Dorothy HendersonThe West Australian
Hannah Pritchard (back), Harry Noel-Smith, Henry Bradley, Chris Bibby and operations manager Shannon Podmore will work alongside Wittenoom Hills farmer Ashley Reichstein (far right) to reap this year’s harvest on Baroona, a property farmed by Mr Reichstein and partner Megan McDowall.
Camera IconHannah Pritchard (back), Harry Noel-Smith, Henry Bradley, Chris Bibby and operations manager Shannon Podmore will work alongside Wittenoom Hills farmer Ashley Reichstein (far right) to reap this year’s harvest on Baroona, a property farmed by Mr Reichstein and partner Megan McDowall. Credit: no

Rain may have stalled headers and temporarily halted harvest in the Esperance region but the area’s farmers and their employees are champing at the bit to get this year’s crop safely off and in storage.

At Wittenoom Hills, where swathers and headers have been in action for several weeks, Ashley Reichstein and Megan McDowall were looking forward to this year’s harvest and keen to get the job done.

With 5800ha of crop in, the season has been kind for the family, despite a dry spell and some issues with late-growing rye grass.

“We are looking at a better-than-normal season this year. It is looking like, hopefully, a very good year ... if we don’t have too many weather events during harvest,” Mr Reichstein said.

“We are looking at an average to above average year.”

Mr Reichstein tempered optimism with a dose of realism, pointing out there was still a lag between now and a successful harvest of the whole crop.

“We are hoping the weather will fine up. We know we can grow the crops but we can’t always preserve and maintain the quality,” he said.

About 15mm of rain early this week had brought home the reality of cropping in the Esperance area. It was a reminder of the moisture issues that can try the patience of growers, even though the relatively reliable rainfall was a boon at other times of the year.

“We did have a dry spell after seeding for four or five weeks but we had good soil moisture, which allowed the crops to get away and compete against the weeds,” Mr Reichstein said.

“A lot of rye grass came back later in the season due to the late rain, so we are expecting to see some grass issues in the barley and canola.”

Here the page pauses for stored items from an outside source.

//! Session notifications for whatever renders the editor

use std::sync::{Mutex, PoisonError};
use tokio::sync::mpsc::UnboundedSender;

/// Something a UI needs to react to besides the returned result
#[derive(Debug, Clone, PartialEq)]
pub enum SessionEvent {
    /// A new draft was created and the session now edits it
    Branched {
        from: Option<String>,
        to: String,
        version: u32,
    },
    /// The session moved onto a draft that already existed
    Rebound { from: Option<String>, to: String },
    SelectionChanged(Option<String>),
    /// The selected field has no counterpart in the new draft
    SelectionLost { field_id: String },
    SnapshotRefreshed { version_id: Option<String> },
    /// An optimistic change was replaced by the remote's state
    RolledBack { reason: String },
    Published { version_id: String, version: u32 },
}

pub trait SessionListener: Send + Sync {
    fn on_event(&self, event: &SessionEvent);
}

impl SessionListener for UnboundedSender<SessionEvent> {
    fn on_event(&self, event: &SessionEvent) {
        // A dropped receiver just means nobody is listening anymore
        let _ = self.send(event.clone());
    }
}

/// Listener that keeps every event it sees
#[derive(Debug, Default)]
pub struct EventLog {
    events: Mutex<Vec<SessionEvent>>,
}

impl EventLog {
    pub fn new() -> Self {
        Self::default()
    }

    pub fn events(&self) -> Vec<SessionEvent> {
        self.events
            .lock()
            .unwrap_or_else(PoisonError::into_inner)
            .clone()
    }
}

impl SessionListener for EventLog {
    fn on_event(&self, event: &SessionEvent) {
        self.events
            .lock()
            .unwrap_or_else(PoisonError::into_inner)
            .push(event.clone());
    }
}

Mr Reichstein said this season the cropping mix on the 6200ha property comprised Mace and Sceptre wheat, Baudin, La Trobe and RGT Planet barley, Bonito and Wahoo canola and 100ha of Hurricane lentils. “Though RGT Planet is not accredited yet, we have included it in our mix, as it is a preferred malting barley for the South-East Asian market,” he said.

The property enterprise mix was rounded out with 400ha of pasture, with Merino sheep proving to be a useful income diversification.

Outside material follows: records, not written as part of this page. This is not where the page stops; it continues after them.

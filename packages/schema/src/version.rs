//! # Form Versions
//!
//! One schema snapshot of a form.
//!
//! ## Lifecycle
//!
//! ```text
//!            publish           activate
//!  Draft ──────────────▶ Published ──────────▶ Active
//!  (mutable)             (immutable)            (served)
//!                                                 │ superseded
//!                                                 ▼
//!                                               Closed
//! ```
//!
//! The draft predicate is `publishedAt == null && closedAt == null`; it takes
//! precedence over `isActive` so a version can never be both writable and live.

use crate::field::Field;
use chrono::{DateTime, Utc};
use serde::{Deserialize, Serialize};

/// Lifecycle state derived from the version's timestamps and flag
#[derive(Debug, Clone, Copy, PartialEq, Eq, Hash, Serialize, Deserialize)]
#[serde(rename_all = "lowercase")]
pub enum VersionState {
    Draft,
    Published,
    Active,
    Closed,
}

impl std::fmt::Display for VersionState {
    fn fmt(&self, f: &mut std::fmt::Formatter<'_>) -> std::fmt::Result {
        let s = match self {
            VersionState::Draft => "draft",
            VersionState::Published => "published",
            VersionState::Active => "active",
            VersionState::Closed => "closed",
        };
        f.write_str(s)
    }
}

/// Entry of the version list (no field payload)
#[derive(Debug, Clone, PartialEq, Eq, Serialize, Deserialize)]
#[serde(rename_all = "camelCase")]
pub struct VersionSummary {
    pub id: String,
    pub version: u32,
    #[serde(default)]
    pub is_active: bool,
    #[serde(default)]
    pub published_at: Option<DateTime<Utc>>,
    #[serde(default)]
    pub closed_at: Option<DateTime<Utc>>,
}

impl VersionSummary {
    pub fn is_draft(&self) -> bool {
        self.published_at.is_none() && self.closed_at.is_none()
    }

    pub fn is_published(&self) -> bool {
        self.published_at.is_some()
    }

    pub fn is_closed(&self) -> bool {
        self.closed_at.is_some()
    }

    pub fn state(&self) -> VersionState {
        if self.is_draft() {
            VersionState::Draft
        } else if self.is_closed() {
            VersionState::Closed
        } else if self.is_active {
            VersionState::Active
        } else {
            VersionState::Published
        }
    }
}

/// A version with its full field list
#[derive(Debug, Clone, PartialEq, Serialize, Deserialize)]
#[serde(rename_all = "camelCase")]
pub struct VersionDetail {
    pub id: String,
    pub version: u32,
    #[serde(default)]
    pub fields: Vec<Field>,
}

/// Response of the branch-creation call: the new draft and its copied fields
#[derive(Debug, Clone, PartialEq, Serialize, Deserialize)]
#[serde(rename_all = "camelCase")]
pub struct BranchedVersion {
    pub version_id: String,
    pub version: u32,
    #[serde(default)]
    pub fields: Vec<Field>,
}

While Mr Reichstein has been happy with the performance of their chosen varieties, he said Sceptre wheat had proven to be susceptible to powdery mildew — an issue that would be dealt with using appropriate spraying.

“We are also expecting to have to deal with issues presented to us by ergot, wet weather and snails,” he said.

Forewarned is forearmed though, and there were ways to deal with each of those issues.

With an intense period of work ahead, the family on Baroona will be joined by a team of people from the UK, the latest batch of international employees to take part in harvest.

Mr Reichstein said he and Ms McDowall always had backpackers on their harvest team. “We do employ some through agencies but some come to us via friends and word of mouth,” he said.